Similarly, LGBT advocates in Maryland hope that since Attorney General Douglas Gansler issued an opinion allowing the state to recognize unions performed elsewhere — thus permitting couples to simply travel to DC — lawmakers interested in maintaining marriage revenues in the state may be more inclined to support the measure. “We really feel like 2011 is the year,” Morgan Meneses-Sheets, executive director of Equality Maryland told the Washington Post, pointing out that Senate President Thomas V. “Mike” Miller Jr — who has long opposed marriage — “has given his blessing to a committee realignment that all but ensures that a gay-marriage measure will make it to the Senate floor during this year’s session.”
Still, marriage is not a done deal in either state. Advocates in Rhode Island believe they have the votes for repeal in the legislature, describing this as the “best chance in a decade,” although they concede that the bill may have a harder time making it out of the judiciary committee in the Senate. They maintain that the Governor’s commitment to the issue, as well as his political independence, may help sway key votes.

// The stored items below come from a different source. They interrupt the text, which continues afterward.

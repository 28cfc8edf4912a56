//! RemoteOK public JSON API.

use percent_encoding::{NON_ALPHANUMERIC, utf8_percent_encode};
use serde_json::Value;

use crate::models::candidate::Candidate;
use crate::models::search::JobType;
use crate::sources::{Source, parse_posted_date};

pub struct RemoteOk;

impl Source for RemoteOk {
    fn id(&self) -> &'static str {
        "remoteok"
    }

    fn search_urls(&self, keyword: &str) -> Vec<String> {
        // The API filters by tag slug: lowercase, hyphen-separated.
        let tag = keyword.trim().to_lowercase().replace(' ', "-");
        vec![format!(
            "https://remoteok.com/api?tag={}",
            utf8_percent_encode(&tag, NON_ALPHANUMERIC)
        )]
    }

    fn extract(&self, content: &str) -> Vec<Candidate> {
        let data: Value = match serde_json::from_str(content) {
            Ok(v) => v,
            Err(e) => {
                tracing::warn!("RemoteOK response is not JSON: {e}");
                return Vec::new();
            }
        };
        let Some(entries) = data.as_array() else {
            tracing::warn!("RemoteOK response is not an array");
            return Vec::new();
        };
        // The first array element is a legal notice, not a posting; it
        // has no "position" field and falls out of parse_job naturally.
        entries.iter().filter_map(parse_job).collect()
    }
}

fn parse_job(raw: &Value) -> Option<Candidate> {
    let title = raw.get("position")?.as_str()?.trim().to_string();
    let link = raw.get("url")?.as_str()?.trim().to_string();
    if title.is_empty() || link.is_empty() {
        return None;
    }

    let salary = match (
        raw.get("salary_min").and_then(|v| v.as_u64()),
        raw.get("salary_max").and_then(|v| v.as_u64()),
    ) {
        (Some(min), Some(max)) if max > 0 => Some(format!("${min} - ${max}")),
        _ => None,
    };

    Some(Candidate {
        title,
        company: raw
            .get("company")
            .and_then(|v| v.as_str())
            .unwrap_or("")
            .trim()
            .to_string(),
        company_url: None,
        link,
        posted_at: raw
            .get("date")
            .and_then(|v| v.as_str())
            .and_then(parse_posted_date),
        location: raw
            .get("location")
            .and_then(|v| v.as_str())
            .filter(|s| !s.trim().is_empty())
            .map(String::from),
        description: raw
            .get("description")
            .and_then(|v| v.as_str())
            .map(String::from),
        // Everything on the board is remote.
        job_type: Some(JobType::Remote),
        salary,
        source: "remoteok".to_string(),
    })
}
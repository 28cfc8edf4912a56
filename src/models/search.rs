use serde::{Deserialize, Serialize};

/// Immutable per-run search configuration. Built once by the caller
/// (CLI args or a stored run row) and never mutated during a run.
#[derive(Debug, Clone, Serialize, Deserialize)]
pub struct SearchSpec {
    pub keywords: Vec<String>,
    #[serde(default)]
    pub job_type: JobTypeFilter,
    #[serde(default)]
    pub time_window: TimeWindow,
    #[serde(default)]
    pub location: LocationFilter,
    /// Source ids to scrape; empty means every registered source.
    #[serde(default)]
    pub sources: Vec<String>,
}

impl SearchSpec {
    /// True when at least one keyword carries non-whitespace content.
    pub fn has_keywords(&self) -> bool {
        self.keywords.iter().any(|k| !k.trim().is_empty())
    }
}

/// Job type as detected on a scraped posting.
#[derive(Debug, Clone, Copy, PartialEq, Eq, Serialize, Deserialize)]
#[serde(rename_all = "snake_case")]
pub enum JobType {
    Remote,
    FullTime,
    Freelance,
    Hybrid,
    PartTime,
}

impl JobType {
    /// Best-effort mapping from the free-text labels sources use.
    /// Contract/temporary postings count as freelance.
    pub fn parse(label: &str) -> Option<JobType> {
        let normalized: String = label
            .chars()
            .filter(|c| c.is_ascii_alphanumeric())
            .collect::<String>()
            .to_lowercase();
        match normalized.as_str() {
            "remote" | "fullyremote" | "remoteok" => Some(JobType::Remote),
            "fulltime" | "full" | "permanent" => Some(JobType::FullTime),
            "freelance" | "contract" | "contractor" | "temporary" => Some(JobType::Freelance),
            "hybrid" => Some(JobType::Hybrid),
            "parttime" | "part" => Some(JobType::PartTime),
            _ => None,
        }
    }

    pub fn as_str(&self) -> &'static str {
        match self {
            JobType::Remote => "remote",
            JobType::FullTime => "full_time",
            JobType::Freelance => "freelance",
            JobType::Hybrid => "hybrid",
            JobType::PartTime => "part_time",
        }
    }
}

#[derive(Debug, Clone, Copy, PartialEq, Eq, Default, Serialize, Deserialize, clap::ValueEnum)]
#[serde(rename_all = "snake_case")]
pub enum JobTypeFilter {
    #[default]
    All,
    Remote,
    FullTime,
    Freelance,
    Hybrid,
    PartTime,
}

impl JobTypeFilter {
    /// Exact match only; a candidate with no detected type fails any
    /// filter other than `All`.
    pub fn accepts(&self, detected: Option<JobType>) -> bool {
        let wanted = match self {
            JobTypeFilter::All => return true,
            JobTypeFilter::Remote => JobType::Remote,
            JobTypeFilter::FullTime => JobType::FullTime,
            JobTypeFilter::Freelance => JobType::Freelance,
            JobTypeFilter::Hybrid => JobType::Hybrid,
            JobTypeFilter::PartTime => JobType::PartTime,
        };
        detected == Some(wanted)
    }
}

#[derive(Debug, Clone, Copy, PartialEq, Eq, Default, Serialize, Deserialize, clap::ValueEnum)]
#[serde(rename_all = "snake_case")]
pub enum TimeWindow {
    #[default]
    All,
    Day,
    ThreeDays,
    Week,
}

impl TimeWindow {
    /// Maximum posting age in days, or None for an unbounded window.
    pub fn max_age_days(&self) -> Option<i64> {
        match self {
            TimeWindow::All => None,
            TimeWindow::Day => Some(1),
            TimeWindow::ThreeDays => Some(3),
            TimeWindow::Week => Some(7),
        }
    }
}

/// Geographic market a posting is inferred to belong to.
#[derive(Debug, Clone, Copy, PartialEq, Eq)]
pub enum Market {
    Usa,
    Uk,
}

#[derive(Debug, Clone, Copy, PartialEq, Eq, Default, Serialize, Deserialize, clap::ValueEnum)]
#[serde(rename_all = "snake_case")]
pub enum LocationFilter {
    #[default]
    All,
    Usa,
    Uk,
}

impl LocationFilter {
    pub fn accepts(&self, market: Option<Market>) -> bool {
        match self {
            LocationFilter::All => true,
            LocationFilter::Usa => market == Some(Market::Usa),
            LocationFilter::Uk => market == Some(Market::Uk),
        }
    }
}
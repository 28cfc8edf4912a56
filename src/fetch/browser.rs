//! Headless-browser fallback for JS-rendered sources.
//!
//! Launches a chromium session with automation signals suppressed, loads
//! the page, performs a bounded number of incremental scrolls to trigger
//! lazy-loaded listings, and returns the rendered document.

use std::time::Duration;

use chromiumoxide::browser::{Browser, BrowserConfig};
use futures::StreamExt;

use crate::fetch::FetchError;

#[derive(Debug, Clone)]
pub struct BrowserOptions {
    /// Number of scroll-to-bottom passes after initial load.
    pub scroll_passes: usize,
    /// Settle time after navigation and after each scroll.
    pub settle: Duration,
}

impl Default for BrowserOptions {
    fn default() -> Self {
        Self {
            scroll_passes: 3,
            settle: Duration::from_millis(1500),
        }
    }
}

pub struct BrowserFetcher {
    options: BrowserOptions,
}

impl BrowserFetcher {
    pub fn new(options: BrowserOptions) -> Self {
        Self { options }
    }

    /// Load a page in a fresh headless session and return the rendered
    /// content. Each call owns its own browser process; sessions are not
    /// pooled.
    pub async fn fetch(&self, url: &str) -> Result<String, FetchError> {
        let config = BrowserConfig::builder()
            .arg("--disable-blink-features=AutomationControlled")
            .arg("--disable-infobars")
            .arg("--no-first-run")
            .build()
            .map_err(FetchError::Browser)?;

        let (mut browser, mut handler) = Browser::launch(config)
            .await
            .map_err(|e| FetchError::Browser(format!("launch failed: {e}")))?;

        let handler_task = tokio::spawn(async move {
            while let Some(event) = handler.next().await {
                if event.is_err() {
                    break;
                }
            }
        });

        let result = self.render(&browser, url).await;

        if let Err(e) = browser.close().await {
            tracing::debug!("Browser close failed for {url}: {e}");
        }
        handler_task.abort();

        result
    }

    async fn render(&self, browser: &Browser, url: &str) -> Result<String, FetchError> {
        let page = browser
            .new_page(url)
            .await
            .map_err(|e| FetchError::Browser(format!("navigation to {url} failed: {e}")))?;

        if let Err(e) = page.wait_for_navigation().await {
            tracing::debug!("Navigation wait for {url}: {e}");
        }
        tokio::time::sleep(self.options.settle).await;

        for pass in 0..self.options.scroll_passes {
            if let Err(e) = page
                .evaluate("window.scrollTo(0, document.body.scrollHeight)")
                .await
            {
                tracing::debug!("Scroll pass {pass} on {url} failed: {e}");
                break;
            }
            tokio::time::sleep(self.options.settle).await;
        }

        let content = page
            .content()
            .await
            .map_err(|e| FetchError::Browser(format!("content read failed: {e}")))?;

        if let Err(e) = page.close().await {
            tracing::debug!("Page close failed for {url}: {e}");
        }

        if content.trim().is_empty() {
            return Err(FetchError::EmptyResponse);
        }
        Ok(content)
    }
}
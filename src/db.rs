use std::time::Duration;

use sqlx::PgPool;
use sqlx::postgres::PgPoolOptions;

pub async fn create_pool(database_url: &str) -> Result<PgPool, sqlx::Error> {
    PgPoolOptions::new()
        .max_connections(8)
        .acquire_timeout(Duration::from_secs(10))
        .connect(database_url)
        .await
}

pub async fn run_migrations(pool: &PgPool) -> Result<(), sqlx::migrate::MigrateError> {
    sqlx::migrate!().run(pool).await
}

In Maryland, meanwhile, moderate Democrats in Maryland have yet to embrace the policy. In fact, this week, the Senate’s minority leader announced that he plans to “introduce a bill that would create civil unions for gay and straight couples,” possibly clouding the marriage issue. In a phone interview with me this afternoon, Meneses-Sheets called the civil unions bill “definitely a distraction” but said she was “confident” that allies would understand the difference between the two measures. She predicted that a marriage bill will easily make it out of the Senate, but will face challenges in the House, where marriage advocates lost several key votes in the midterms. “We are cautiously optimistic,” she told me.
During his re-election bid, Maryland Gov. Martin O’Malley (D) suggested that he would sign a marriage bill and has since reiterated his support.